IMR90 GRO-seq read distribution along the length of actively transcribed genes. As reported previously [10], a significant spike in both sense (orange) and anti-sense (blue) reads is observed near the transcription start site (position 0 - TSS). A smaller spike is evident at the annotated gene end (position 1 - Gene end). As expected, very little GRO-seq signal is observed in non-genic regions (positions less than -0.5 and greater than 1.5), and RNA polymerase-mediated transcription continues past the annotated gene end (positions between 1 and 1.5).
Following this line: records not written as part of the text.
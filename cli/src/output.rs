//! Output utilities for CLI tools.

use std::{fs::File, io::Write};

use serde::Serialize;

/// Output format.
#[derive(Debug, Clone, Copy, PartialEq, Eq, Default)]
pub enum OutputFormat {
    /// YAML format (default).
    #[default]
    Yaml,
    /// JSON format.
    Json,
}

/// Output configuration.
pub struct Output {
    pub format: OutputFormat,
    pub file: Option<String>,
}

impl Output {
    /// Creates a new output configuration.
    pub fn new(format: OutputFormat, file: Option<String>) -> Self {
        Self { format, file }
    }

    /// Creates an output from the usual `--json` / `-o` flags.
    pub fn from_flags(json: bool, file: Option<String>) -> Self {
        let format = if json {
            OutputFormat::Json
        } else {
            OutputFormat::Yaml
        };
        Self::new(format, file)
    }

    /// Renders a value in the configured format.
    pub fn render<T: Serialize>(&self, value: &T) -> anyhow::Result<String> {
        let output = match self.format {
            OutputFormat::Yaml => serde_yaml::to_string(value)?,
            OutputFormat::Json => serde_json::to_string_pretty(value)?,
        };
        Ok(output)
    }

    /// Outputs the result to the configured file, or stdout.
    pub fn write<T: Serialize>(&self, value: &T) -> anyhow::Result<()> {
        let output = self.render(value)?;

        match &self.file {
            Some(path) => {
                let mut file = File::create(path)?;
                file.write_all(output.as_bytes())?;
            }
            None => {
                println!("{}", output.trim_end());
            }
        }

        Ok(())
    }
}
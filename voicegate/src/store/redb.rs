//! Redb-backed persistent fingerprint store.

use std::path::Path;

use ::redb::{Database, ReadableTable, TableDefinition};

use super::{decode, encode, FingerprintStore, StoreError, StoreResult};
use crate::Fingerprint;

const TABLE: TableDefinition<&str, &[u8]> = TableDefinition::new("voicegate");

/// Key of the single enrolled record.
const RECORD_KEY: &str = "voicePattern";

/// A persistent store backed by redb.
///
/// The fingerprint is kept as a JSON record under a single key, so the
/// file holds at most one enrollment.
pub struct RedbStore {
    db: Database,
}

impl RedbStore {
    /// Open or create a redb store at the given path.
    pub fn open<P: AsRef<Path>>(path: P) -> StoreResult<Self> {
        let db = Database::create(path).map_err(|e| StoreError::Storage(e.to_string()))?;

        // Create the table if it doesn't exist
        let tx = db
            .begin_write()
            .map_err(|e| StoreError::Storage(e.to_string()))?;
        {
            let _ = tx
                .open_table(TABLE)
                .map_err(|e| StoreError::Storage(e.to_string()))?;
        }
        tx.commit().map_err(|e| StoreError::Storage(e.to_string()))?;

        Ok(Self { db })
    }

    /// Writes raw bytes under the record key, bypassing encoding.
    #[cfg(test)]
    fn put_raw(&self, data: &[u8]) -> StoreResult<()> {
        let tx = self
            .db
            .begin_write()
            .map_err(|e| StoreError::Storage(e.to_string()))?;
        {
            let mut table = tx
                .open_table(TABLE)
                .map_err(|e| StoreError::Storage(e.to_string()))?;
            table
                .insert(RECORD_KEY, data)
                .map_err(|e| StoreError::Storage(e.to_string()))?;
        }
        tx.commit().map_err(|e| StoreError::Storage(e.to_string()))
    }
}

impl FingerprintStore for RedbStore {
    fn load(&self) -> StoreResult<Option<Fingerprint>> {
        let tx = self
            .db
            .begin_read()
            .map_err(|e| StoreError::Storage(e.to_string()))?;
        let table = tx
            .open_table(TABLE)
            .map_err(|e| StoreError::Storage(e.to_string()))?;

        match table
            .get(RECORD_KEY)
            .map_err(|e| StoreError::Storage(e.to_string()))?
        {
            Some(value) => decode(value.value()).map(Some),
            None => Ok(None),
        }
    }

    fn save(&self, fingerprint: &Fingerprint) -> StoreResult<()> {
        let data = encode(fingerprint)?;
        let tx = self
            .db
            .begin_write()
            .map_err(|e| StoreError::Storage(e.to_string()))?;
        {
            let mut table = tx
                .open_table(TABLE)
                .map_err(|e| StoreError::Storage(e.to_string()))?;
            table
                .insert(RECORD_KEY, data.as_slice())
                .map_err(|e| StoreError::Storage(e.to_string()))?;
        }
        tx.commit().map_err(|e| StoreError::Storage(e.to_string()))?;
        Ok(())
    }

    fn clear(&self) -> StoreResult<()> {
        let tx = self
            .db
            .begin_write()
            .map_err(|e| StoreError::Storage(e.to_string()))?;
        {
            let mut table = tx
                .open_table(TABLE)
                .map_err(|e| StoreError::Storage(e.to_string()))?;
            table
                .remove(RECORD_KEY)
                .map_err(|e| StoreError::Storage(e.to_string()))?;
        }
        tx.commit().map_err(|e| StoreError::Storage(e.to_string()))?;
        Ok(())
    }
}
//! Shared helpers for commands: config, store, recording input, output.

use std::path::{Path, PathBuf};

use anyhow::Context as _;
use clap::Args;
use serde::Serialize;
use sesame_cli::{load_config, Config, Output};
use sesame_voicegate::{
    capture, CaptureConfig, Extractor, Matcher, PcmSampler, PcmSamplerConfig, RedbStore, Sample,
    VecSource, VoiceGate, VoicegateError,
};
use tracing::debug;

use crate::Cli;

/// App name used for the config directory.
pub const APP_NAME: &str = "sesame";

/// Where a recording comes from.
#[derive(Args, Debug)]
pub struct InputArgs {
    /// Sample file (JSON or YAML list of {timestamp, volume, peakAmplitude})
    #[arg(short = 'f', long = "file", conflicts_with = "pcm")]
    pub file: Option<PathBuf>,

    /// Raw PCM16 signed little-endian mono audio
    #[arg(long)]
    pub pcm: Option<PathBuf>,

    /// Sample rate of the PCM input in Hz
    #[arg(long, default_value_t = 16000)]
    pub sample_rate: usize,
}

impl InputArgs {
    /// Loads the recording and runs it through a capture session, so the
    /// time budget and ordering rules apply to file input as they do live.
    pub fn load_samples(&self, cfg: CaptureConfig) -> anyhow::Result<Vec<Sample>> {
        match (&self.file, &self.pcm) {
            (Some(path), _) => {
                let samples = read_sample_file(path)?;
                let started_at = samples.first().map(|s| s.timestamp).unwrap_or(0);
                debug!(path = %path.display(), count = samples.len(), "loaded sample file");
                let mut src = VecSource::new(samples);
                capture(&mut src, cfg, started_at).map_err(explain)
            }
            (None, Some(path)) => {
                let audio = std::fs::read(path)
                    .with_context(|| format!("read pcm file {}", path.display()))?;
                let mut src = PcmSampler::new(
                    &audio,
                    PcmSamplerConfig {
                        sample_rate: self.sample_rate,
                        ..PcmSamplerConfig::default()
                    },
                );
                debug!(path = %path.display(), ticks = src.tick_count(), "loaded pcm file");
                capture(&mut src, cfg, 0).map_err(explain)
            }
            (None, None) => anyhow::bail!("a recording is required: use -f <file> or --pcm <file>"),
        }
    }
}

/// Parses a sample file. `.json` files are read as JSON, anything else as YAML.
pub fn read_sample_file(path: &Path) -> anyhow::Result<Vec<Sample>> {
    let content = std::fs::read_to_string(path)
        .with_context(|| format!("read sample file {}", path.display()))?;
    let is_json = path
        .extension()
        .is_some_and(|ext| ext.eq_ignore_ascii_case("json"));
    let samples: Vec<Sample> = if is_json {
        serde_json::from_str(&content)?
    } else {
        serde_yaml::from_str(&content)?
    };
    Ok(samples)
}

/// Loads the CLI config, honoring `--config`.
pub fn get_config(cli: &Cli) -> anyhow::Result<Config> {
    load_config(APP_NAME, cli.config.as_deref().map(Path::new))
}

/// Opens the gate over the configured redb store, honoring `--store`.
pub fn open_gate(cli: &Cli, cfg: &Config) -> anyhow::Result<VoiceGate<RedbStore>> {
    let path = match &cli.store {
        Some(p) => PathBuf::from(p),
        None => cfg.store_path(),
    };
    if let Some(parent) = path.parent() {
        if !parent.as_os_str().is_empty() {
            std::fs::create_dir_all(parent)?;
        }
    }
    debug!(path = %path.display(), "opening fingerprint store");
    let store = RedbStore::open(&path)
        .with_context(|| format!("open fingerprint store {}", path.display()))?;
    Ok(VoiceGate::with_parts(
        store,
        Extractor::with_config(cfg.extractor_config()),
        Matcher::with_config(cfg.matcher_config()),
    ))
}

/// Converts a voicegate error into a user-facing error. Recoverable errors
/// lead with the prompt the speaker should see.
pub fn explain(err: VoicegateError) -> anyhow::Error {
    if err.is_recoverable() {
        anyhow::anyhow!("{} ({})", err.user_prompt(), err)
    } else {
        anyhow::Error::new(err)
    }
}

/// Writes a result using the global output flags.
pub fn output_result<T: Serialize>(value: &T, cli: &Cli) -> anyhow::Result<()> {
    Output::from_flags(cli.json, cli.output.clone()).write(value)
}

/// Prints a status line to stderr.
pub fn print_status(message: &str) {
    eprintln!("{message}");
}

#[cfg(test)]
mod tests {
    use super::*;

    #[test]
    fn read_json_and_yaml_samples() {
        let dir = tempfile::tempdir().unwrap();

        let json = dir.path().join("take.json");
        std::fs::write(
            &json,
            r#"[{"timestamp":0,"volume":0.1,"peakAmplitude":140},{"time":16,"volume":0.2,"peak":150}]"#,
        )
        .unwrap();
        let samples = read_sample_file(&json).unwrap();
        assert_eq!(samples.len(), 2);
        assert_eq!(samples[1].timestamp, 16);
        assert_eq!(samples[1].peak_amplitude, 150.0);

        let yaml = dir.path().join("take.yaml");
        std::fs::write(&yaml, "- timestamp: 0\n  volume: 0.3\n- timestamp: 16\n  volume: 0.4\n")
            .unwrap();
        let samples = read_sample_file(&yaml).unwrap();
        assert_eq!(samples.len(), 2);
        assert_eq!(samples[0].volume, 0.3);
    }

    #[test]
    fn sample_file_respects_budget() {
        let dir = tempfile::tempdir().unwrap();
        let path = dir.path().join("long.json");
        let samples: Vec<Sample> = (0..400).map(|i| Sample::new(1000 + i * 16, 0.2, 0.0)).collect();
        std::fs::write(&path, serde_json::to_string(&samples).unwrap()).unwrap();

        let input = InputArgs {
            file: Some(path),
            pcm: None,
            sample_rate: 16000,
        };
        let got = input.load_samples(CaptureConfig::default()).unwrap();
        assert_eq!(got.len(), 313);
    }

    #[test]
    fn out_of_order_file_rejected() {
        let dir = tempfile::tempdir().unwrap();
        let path = dir.path().join("bad.json");
        std::fs::write(
            &path,
            r#"[{"timestamp":100,"volume":0.1},{"timestamp":50,"volume":0.1}]"#,
        )
        .unwrap();
        let input = InputArgs {
            file: Some(path),
            pcm: None,
            sample_rate: 16000,
        };
        let err = input.load_samples(CaptureConfig::default()).unwrap_err();
        assert!(err.to_string().contains("earlier than previous"), "{err}");
    }

    #[test]
    fn missing_input() {
        let input = InputArgs {
            file: None,
            pcm: None,
            sample_rate: 16000,
        };
        assert!(input.load_samples(CaptureConfig::default()).is_err());
    }

    #[test]
    fn explain_recoverable() {
        let err = explain(VoicegateError::NoSignal { min: 5, got: 2 });
        assert!(err.to_string().starts_with("No sound detected. Speak louder!"));
    }
}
A probabilistic model predicts nearly 10,000 non-promoter-associated BEST loci genome-wide in human cells

We next sought to use GRO-seq data aligning to the promoter regions of each of the active genes to train a probabilistic model (NBC) for genome-wide prediction of BEST events (Materials and methods). Specifically, for each of three categories of interest (non-transcribed, BEST, transcriptional elongation), we computed the probability distributions for six distinct features (Figure 2). Then for every non-promoter-associated 2-kb window across the entire genome, which we defined as any window at least 7 kb away from a known RefSeq transcription start site or IMR90 H3K4me3 peak (Materials and methods), we used these distributions to calculate the probability that it belongs to each of the three categories, and assigned a category based on highest probability (Materials and methods). Using a logarithm of odds (LOD) score threshold of 2.5, we predicted 9,662 high-confidence non-promoter-associated BEST loci (Figure 3a). The widespread occurrence of non-promoter-associated BEST throughout the genome, particularly within intergenic and inactive intragenic regions, indicates that RNAP specifically associates with non-promoter loci.

Figure 2
figure 2

Probability distributions for four of the six features used to train the BEST predictor. Probability distributions are shown for each of four features in non-transcribed (purple), active transcription start sites (TSSs; green), and transcriptional elongation states (orange). Feature #1: normalized sense strand reads density (reads/kb/mapability). Feature #2: normalized antisense strand read density (reads/kb/mapability). Feature #3: ratio of the normalized sense strand read density to that in a 2-kb window immediately 3' of the test window. Feature #4: ratio of the normalized antisense strand read density to that in a 2-kb window just 3' of the test window. (Not shown are feature #5, ratio of the normalized sense strand read density to that in a 2-kb window immediately 5' of the test window, and feature #6, ratio of the normalized antisense strand read density to that in a 2-kb window just 5' of the test window.)

Figure 3
figure 3

Overlap among non-promoter-associated BEST predictions, DNase hypersensitive sites, and H3K27ac peaks in IMR90 cells. (a) The frequency of overlap (y-axis) is shown between BEST predictions (brown) and DHSs (x-axis; All DHS+), and DHSs that overlap H3K27ac peaks (x-axis; DHS+/H3K27ac+), relative to background expectation (black). Background regions are non-promoter-associated 2-kb windows randomly selected from the genome. P-values were calculated using the two-tailed chi-squared test; *Chi-squared test P-value < 0.00001. (b-d) Overlap between BEST predictions with LOD score > 2.5, DHSs, and H3K27ac peaks, in IMR90 cells is shown at three separate loci: (b) vacuole membrane protein 1 (VMP1) - non-promoter-associated BEST loci (black dashed boxes) are enriched for DHSs and H3K27ac, and depleted of H3K4me3; (c) primary transcript of microRNA let-7a-1 (Pri-let-7a-1) - a BEST locus (black dashed box) upstream of the promoter (green dashed box) lacks both H3K4me3 and H3K79me2 signal, indicating that it is highly unlikely to be an alternative promoter; and (d) La-related protein 1 (LARP1) - a BEST locus (black dashed box) positioned between the annotated promoter (red dashed box) and the likely active promoter (green black box) lacks both H3K4me3 and H3K79me2 peaks, indicating that it is highly unlikely to be an alternative promoter.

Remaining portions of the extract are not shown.